Supplied records below:
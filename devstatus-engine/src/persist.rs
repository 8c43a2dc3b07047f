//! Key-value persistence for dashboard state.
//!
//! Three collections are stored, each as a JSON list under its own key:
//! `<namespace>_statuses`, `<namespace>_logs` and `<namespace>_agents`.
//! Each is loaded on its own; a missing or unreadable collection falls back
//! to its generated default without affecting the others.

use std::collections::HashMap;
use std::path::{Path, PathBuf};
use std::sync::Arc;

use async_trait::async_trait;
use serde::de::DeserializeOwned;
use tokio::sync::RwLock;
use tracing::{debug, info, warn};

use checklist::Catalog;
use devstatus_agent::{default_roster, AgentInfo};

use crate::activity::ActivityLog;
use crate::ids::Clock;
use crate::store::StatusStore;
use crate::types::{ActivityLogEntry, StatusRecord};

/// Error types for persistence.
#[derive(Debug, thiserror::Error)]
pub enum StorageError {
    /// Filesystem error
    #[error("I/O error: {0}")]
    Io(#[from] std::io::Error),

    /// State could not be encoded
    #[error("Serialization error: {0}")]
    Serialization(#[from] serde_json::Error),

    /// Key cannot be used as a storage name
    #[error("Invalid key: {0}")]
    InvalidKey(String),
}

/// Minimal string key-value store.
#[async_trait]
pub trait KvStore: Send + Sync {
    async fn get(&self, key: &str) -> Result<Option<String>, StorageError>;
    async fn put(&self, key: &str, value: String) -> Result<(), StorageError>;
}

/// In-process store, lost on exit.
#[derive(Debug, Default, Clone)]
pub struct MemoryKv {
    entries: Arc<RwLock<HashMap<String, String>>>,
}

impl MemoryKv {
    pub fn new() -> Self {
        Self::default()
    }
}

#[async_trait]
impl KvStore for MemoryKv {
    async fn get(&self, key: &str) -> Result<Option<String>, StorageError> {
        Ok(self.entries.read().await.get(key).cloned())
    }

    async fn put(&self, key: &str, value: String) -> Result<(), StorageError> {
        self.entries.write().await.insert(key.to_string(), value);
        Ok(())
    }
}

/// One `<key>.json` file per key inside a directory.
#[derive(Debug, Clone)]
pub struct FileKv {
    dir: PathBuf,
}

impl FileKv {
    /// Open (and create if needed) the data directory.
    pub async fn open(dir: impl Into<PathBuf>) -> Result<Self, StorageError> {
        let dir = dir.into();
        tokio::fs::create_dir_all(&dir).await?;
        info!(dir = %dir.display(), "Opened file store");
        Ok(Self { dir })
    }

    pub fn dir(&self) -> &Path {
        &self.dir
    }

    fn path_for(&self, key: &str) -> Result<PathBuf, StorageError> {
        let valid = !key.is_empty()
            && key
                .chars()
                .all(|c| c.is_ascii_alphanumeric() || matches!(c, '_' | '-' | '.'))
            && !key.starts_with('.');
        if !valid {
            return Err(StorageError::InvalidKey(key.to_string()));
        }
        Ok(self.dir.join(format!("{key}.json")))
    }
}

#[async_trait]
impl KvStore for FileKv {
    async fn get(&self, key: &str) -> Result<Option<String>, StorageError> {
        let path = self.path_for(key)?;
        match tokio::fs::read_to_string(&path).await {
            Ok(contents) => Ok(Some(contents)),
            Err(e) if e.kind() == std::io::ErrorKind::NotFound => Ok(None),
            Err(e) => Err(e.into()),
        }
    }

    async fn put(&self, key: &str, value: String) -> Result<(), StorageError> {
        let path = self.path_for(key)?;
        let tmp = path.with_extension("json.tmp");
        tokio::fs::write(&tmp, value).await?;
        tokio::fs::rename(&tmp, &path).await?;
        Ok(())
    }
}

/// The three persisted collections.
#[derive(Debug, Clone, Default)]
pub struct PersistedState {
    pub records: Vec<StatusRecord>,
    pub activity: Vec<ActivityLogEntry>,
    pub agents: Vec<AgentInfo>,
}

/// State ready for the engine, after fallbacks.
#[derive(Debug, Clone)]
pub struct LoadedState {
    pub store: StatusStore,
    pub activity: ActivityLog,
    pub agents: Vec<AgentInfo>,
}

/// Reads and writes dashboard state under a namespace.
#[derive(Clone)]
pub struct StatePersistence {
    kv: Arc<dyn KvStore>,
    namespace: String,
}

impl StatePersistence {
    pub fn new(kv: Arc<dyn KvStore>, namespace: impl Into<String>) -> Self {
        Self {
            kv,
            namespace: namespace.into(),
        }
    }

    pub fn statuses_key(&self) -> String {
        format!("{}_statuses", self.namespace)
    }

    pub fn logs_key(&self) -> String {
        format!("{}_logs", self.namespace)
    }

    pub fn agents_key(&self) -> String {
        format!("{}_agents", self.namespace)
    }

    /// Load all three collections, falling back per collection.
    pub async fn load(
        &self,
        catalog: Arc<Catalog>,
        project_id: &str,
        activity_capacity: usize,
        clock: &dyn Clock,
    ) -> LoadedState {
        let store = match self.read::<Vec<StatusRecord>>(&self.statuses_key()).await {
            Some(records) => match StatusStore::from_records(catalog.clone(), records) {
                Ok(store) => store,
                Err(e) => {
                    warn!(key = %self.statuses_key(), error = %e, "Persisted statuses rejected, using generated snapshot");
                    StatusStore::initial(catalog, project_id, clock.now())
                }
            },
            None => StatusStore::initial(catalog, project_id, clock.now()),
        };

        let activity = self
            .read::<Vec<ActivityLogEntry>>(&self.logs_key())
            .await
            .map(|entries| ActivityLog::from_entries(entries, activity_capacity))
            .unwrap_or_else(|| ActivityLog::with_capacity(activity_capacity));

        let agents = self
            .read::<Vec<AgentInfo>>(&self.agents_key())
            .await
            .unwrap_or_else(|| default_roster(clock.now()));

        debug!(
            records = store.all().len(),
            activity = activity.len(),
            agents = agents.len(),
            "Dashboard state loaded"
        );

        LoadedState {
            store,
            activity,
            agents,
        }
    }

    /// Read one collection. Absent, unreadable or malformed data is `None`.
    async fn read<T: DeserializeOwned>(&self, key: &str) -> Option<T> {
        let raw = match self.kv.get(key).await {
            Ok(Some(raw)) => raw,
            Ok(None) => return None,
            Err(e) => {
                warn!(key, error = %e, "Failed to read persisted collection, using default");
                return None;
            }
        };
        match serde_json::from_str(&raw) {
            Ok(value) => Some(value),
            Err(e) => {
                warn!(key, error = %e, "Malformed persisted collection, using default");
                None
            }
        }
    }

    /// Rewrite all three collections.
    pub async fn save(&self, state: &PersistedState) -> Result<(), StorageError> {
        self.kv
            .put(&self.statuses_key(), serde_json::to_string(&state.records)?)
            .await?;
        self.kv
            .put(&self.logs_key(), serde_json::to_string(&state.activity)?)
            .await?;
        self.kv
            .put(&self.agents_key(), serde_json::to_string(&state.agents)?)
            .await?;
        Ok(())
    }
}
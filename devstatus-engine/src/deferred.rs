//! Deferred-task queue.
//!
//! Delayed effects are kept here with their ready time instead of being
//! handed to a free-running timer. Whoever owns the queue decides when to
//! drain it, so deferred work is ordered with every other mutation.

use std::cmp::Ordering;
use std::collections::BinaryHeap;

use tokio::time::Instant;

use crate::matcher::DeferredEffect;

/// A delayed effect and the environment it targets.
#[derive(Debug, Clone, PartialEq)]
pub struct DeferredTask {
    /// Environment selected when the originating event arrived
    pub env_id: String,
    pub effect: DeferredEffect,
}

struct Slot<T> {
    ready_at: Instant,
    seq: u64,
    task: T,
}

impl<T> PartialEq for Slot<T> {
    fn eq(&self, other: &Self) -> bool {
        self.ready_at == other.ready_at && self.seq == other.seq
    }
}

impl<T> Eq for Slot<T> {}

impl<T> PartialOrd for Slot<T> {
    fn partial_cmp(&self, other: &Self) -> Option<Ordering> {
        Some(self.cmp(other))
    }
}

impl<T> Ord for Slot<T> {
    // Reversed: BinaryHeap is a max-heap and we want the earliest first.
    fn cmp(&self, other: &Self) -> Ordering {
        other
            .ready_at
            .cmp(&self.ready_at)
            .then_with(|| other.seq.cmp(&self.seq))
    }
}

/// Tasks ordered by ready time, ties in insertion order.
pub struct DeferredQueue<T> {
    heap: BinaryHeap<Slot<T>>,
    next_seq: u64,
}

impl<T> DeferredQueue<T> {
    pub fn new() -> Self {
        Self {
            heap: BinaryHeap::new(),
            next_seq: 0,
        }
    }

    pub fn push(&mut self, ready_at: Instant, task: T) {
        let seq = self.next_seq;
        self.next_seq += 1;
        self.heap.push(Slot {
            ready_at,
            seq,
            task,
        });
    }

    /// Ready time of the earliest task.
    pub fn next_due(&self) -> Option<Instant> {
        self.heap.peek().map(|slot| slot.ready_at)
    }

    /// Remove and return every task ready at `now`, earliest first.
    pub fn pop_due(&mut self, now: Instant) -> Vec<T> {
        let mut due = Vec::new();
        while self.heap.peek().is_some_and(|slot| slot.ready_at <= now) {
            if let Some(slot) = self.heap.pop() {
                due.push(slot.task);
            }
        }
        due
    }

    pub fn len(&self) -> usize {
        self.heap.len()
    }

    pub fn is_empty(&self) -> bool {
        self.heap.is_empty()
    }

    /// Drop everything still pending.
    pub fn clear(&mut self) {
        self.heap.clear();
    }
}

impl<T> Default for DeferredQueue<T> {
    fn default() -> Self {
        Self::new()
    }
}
End of Supplied records.
**What to produce**
Determine how many lines above contain the string "HashMap". Give only that number.

**Final answer**
2